Thierry de Peretti tient son idée jusqu’au bout. Petra court partout dans son appartement et dans la salle. Il utilise les coulisses, le balcon et la salle. Dans cette pièce à l’atmosphère déjantée, la musique tient un rôle prépondérant. Elle est présente du début à la fin. Des Smiths aux Clash en passant par Mozart, Beethoven ou Aznavour. C’est la ritournelle enivrante du quotidien de Petra dont la vie bascule dans l’hystérie le jour de ses 40 ans. Valeria Bruni Tedeschi joue de manière totalement décomplexée, elle est fascinante de vérité dans l’excès. Lorsqu’au dernier acte Petra lance à sa mère « vieille pute usée« , on ne peut s’empêcher de sourire car c’est Marisa Borini, sa propre mère qui est en face d’elle.

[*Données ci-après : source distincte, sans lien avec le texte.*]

//! Expect: per-invocation snapshot context.
//!
//! Built by `SnapshotRun::new_context`, configured builder-style, consumed by one of the
//! `to_match_snapshot*` calls:
//!
//! ```no_run
//! # fn demo(run: &QuiverSnap::SnapshotRun) -> Result<(), QuiverSnap::SnapshotError> {
//! run.new_context(QuiverSnap::test_id!())?
//!     .scenario("empty input")
//!     .header("locale", "en")
//!     .to_match_snapshot(&vec![1, 2, 3])?;
//! # Ok(()) }
//! ```
//!
//! Order of a match: resolve key and strategies -> load file -> claim key (ambiguous/duplicate
//! fail here, before any comparison) -> capture value -> serialize -> engine -> record ->
//! report/raise.

use std::collections::BTreeMap;
use std::sync::Arc;

use log::{info, warn};
use serde::Serialize;
use serde_json::Value;

use crate::comparator::SnapshotComparator;
use crate::engine::{MatchRequest, Outcome, RunRecord};
use crate::error::{SnapResult, SnapshotError};
use crate::key::{SnapshotKey, TestId};
use crate::reporter::SnapshotReporter;
use crate::run::RunShared;
use crate::serializer::{SnapshotSerializer, FORMAT_TEXT};
use crate::strategy::StrategyContext;

pub struct Expect {
    run: Arc<RunShared>,
    test: TestId,
    scenario: Option<String>,
    serializer: Option<Arc<dyn SnapshotSerializer>>,
    comparator: Option<Arc<dyn SnapshotComparator>>,
    reporters: Option<Vec<Arc<dyn SnapshotReporter>>>,
    headers: BTreeMap<String, String>,
}

/// Value as handed to the engine: either captured through serde, or raw text.
enum Captured {
    Value(Result<Value, String>),
    Text(String),
}

impl Expect {
    pub(crate) fn new(run: Arc<RunShared>, test: TestId) -> Self {
        Self {
            run,
            test,
            scenario: None,
            serializer: None,
            comparator: None,
            reporters: None,
            headers: BTreeMap::new(),
        }
    }

    pub fn test_id(&self) -> &TestId {
        &self.test
    }

    /// Disambiguate several snapshots taken by the same test (parameterized tests).
    pub fn scenario(mut self, scenario: impl Into<String>) -> Self {
        self.scenario = Some(scenario.into());
        self
    }

    pub fn serializer(mut self, s: Arc<dyn SnapshotSerializer>) -> Self {
        self.serializer = Some(s);
        self
    }

    pub fn serializer_named(mut self, name: &str) -> SnapResult<Self> {
        self.serializer = Some(self.run.registry.serializer(name)?);
        Ok(self)
    }

    pub fn comparator(mut self, c: Arc<dyn SnapshotComparator>) -> Self {
        self.comparator = Some(c);
        self
    }

    pub fn comparator_named(mut self, name: &str) -> SnapResult<Self> {
        self.comparator = Some(self.run.registry.comparator(name)?);
        Ok(self)
    }

    /// Replace the configured reporters for this snapshot.
    pub fn reporters(mut self, r: Vec<Arc<dyn SnapshotReporter>>) -> Self {
        self.reporters = Some(r);
        self
    }

    pub fn reporters_named(mut self, name: &str) -> SnapResult<Self> {
        self.reporters = Some(self.run.registry.reporters(name)?);
        Ok(self)
    }

    /// Extra key/value handed to the serializer, the comparator and the reporters.
    pub fn header(mut self, key: impl Into<String>, value: impl Into<String>) -> Self {
        self.headers.insert(key.into(), value.into());
        self
    }

    pub fn to_match_snapshot<T: Serialize + ?Sized>(self, value: &T) -> SnapResult<RunRecord> {
        let captured = serde_json::to_value(value).map_err(|e| e.to_string());
        self.check(Captured::Value(captured))
    }

    /// Snapshot several values together, as one JSON array.
    pub fn to_match_snapshot_all<I, T>(self, values: I) -> SnapResult<RunRecord>
    where
        I: IntoIterator<Item = T>,
        T: Serialize,
    {
        let captured = values
            .into_iter()
            .map(|v| serde_json::to_value(v).map_err(|e| e.to_string()))
            .collect::<Result<Vec<Value>, String>>()
            .map(Value::Array);
        self.check(Captured::Value(captured))
    }

    /// Snapshot `text` as-is; no serializer involved.
    pub fn to_match_snapshot_text(self, text: &str) -> SnapResult<RunRecord> {
        self.check(Captured::Text(text.to_string()))
    }

    fn check(self, captured: Captured) -> SnapResult<RunRecord> {
        let run = &self.run;
        let key = SnapshotKey::resolve(&self.test, self.scenario.as_deref())?;

        // Strategy lookup first: a bad name must not burn the key's claim.
        let comparator = match &self.comparator {
            Some(c) => c.clone(),
            None => run.registry.comparator(&run.config.comparator)?,
        };
        let reporters = match &self.reporters {
            Some(r) => r.clone(),
            None => run.registry.reporters(&run.config.reporters)?,
        };
        let serializer = match (&captured, &self.serializer) {
            (Captured::Text(_), _) => None,
            (Captured::Value(_), Some(s)) => Some(s.clone()),
            (Captured::Value(_), None) => Some(run.registry.serializer(&run.config.serializer)?),
        };

        let path = run.config.file_path_for(&self.test);
        let file = run.load_file(&path)?;
        file.claim(&key)?;

        let ctx = StrategyContext {
            key: key.to_string(),
            headers: self.headers,
        };
        let (serialized, format) = match (captured, serializer) {
            (Captured::Value(v), Some(serializer)) => {
                let out = v.and_then(|v| {
                    serializer
                        .serialize(&v, &ctx)
                        .map_err(|e| format!("{:#}", e))
                });
                (out, serializer.output_format().to_string())
            }
            (Captured::Value(v), None) => (v.map(|v| v.to_string()), FORMAT_TEXT.to_string()),
            (Captured::Text(t), _) => (Ok(t), FORMAT_TEXT.to_string()),
        };

        let record = run.engine.check(MatchRequest {
            file: &file,
            ctx: &ctx,
            serialized,
            comparator: comparator.as_ref(),
        });
        run.push_record(record.clone());

        match record.outcome {
            Outcome::Match => Ok(record),
            Outcome::New if record.ci_rejected => Err(SnapshotError::MissingInCi {
                key: record.key.clone(),
            }),
            Outcome::New => {
                info!("new snapshot {} written to {}", record.key, record.path.display());
                Ok(record)
            }
            Outcome::Mismatch if record.updated => {
                info!("snapshot {} updated in {}", record.key, record.path.display());
                Ok(record)
            }
            Outcome::Mismatch => {
                let previous = record.previous.clone().unwrap_or_default();
                let current = record.current.clone().unwrap_or_default();
                for r in reporters.iter().filter(|r| r.supports_format(&format)) {
                    if let Err(e) = r.report_in(&ctx, &previous, &current) {
                        warn!("reporter failed for {}: {:#}", record.key, e);
                    }
                }
                Err(SnapshotError::Mismatch {
                    key: record.key,
                    previous,
                    current,
                })
            }
            Outcome::FailedIo => Err(SnapshotError::Serialization {
                key: record.key.clone(),
                reason: record.failure.clone().unwrap_or_default(),
            }),
        }
    }
}
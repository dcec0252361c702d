use env_logger::{Builder, Env};
use log::error;

fn init_logger() {
    // Уровень берём из RUST_LOG, иначе дефолт info.
    // Пример: RUST_LOG=debug quiversnap check --dir __snapshots__
    Builder::from_env(Env::default().default_filter_or("info"))
        .format_timestamp_millis()
        .init();
}

fn main() {
    init_logger();

    if let Err(e) = QuiverSnap::cli::run() {
        // Логируем ошибку и выходим с кодом 1.
        error!("{:?}", e);
        std::process::exit(1);
    }
}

L’esprit de Fassbinder est bien là, dans un univers esthétique assumé qui fonctionne totalement. Tous les personnages féminins de la pièce ne sont pas encore à la hauteur du jeu de Valeria Bruni Tedeschi. Gabrièle, sa fille (Sigrid Bouaziz) et Karine sa maîtresse (Zoé Schellenberg) sont encore un peu tendres. En revanche le rôle muet de la bonne Marlène incarné par Lolita Chammah est totalement réussi, elle met beaucoup de piment sur le plateau par sa jalousie qui crève les yeux.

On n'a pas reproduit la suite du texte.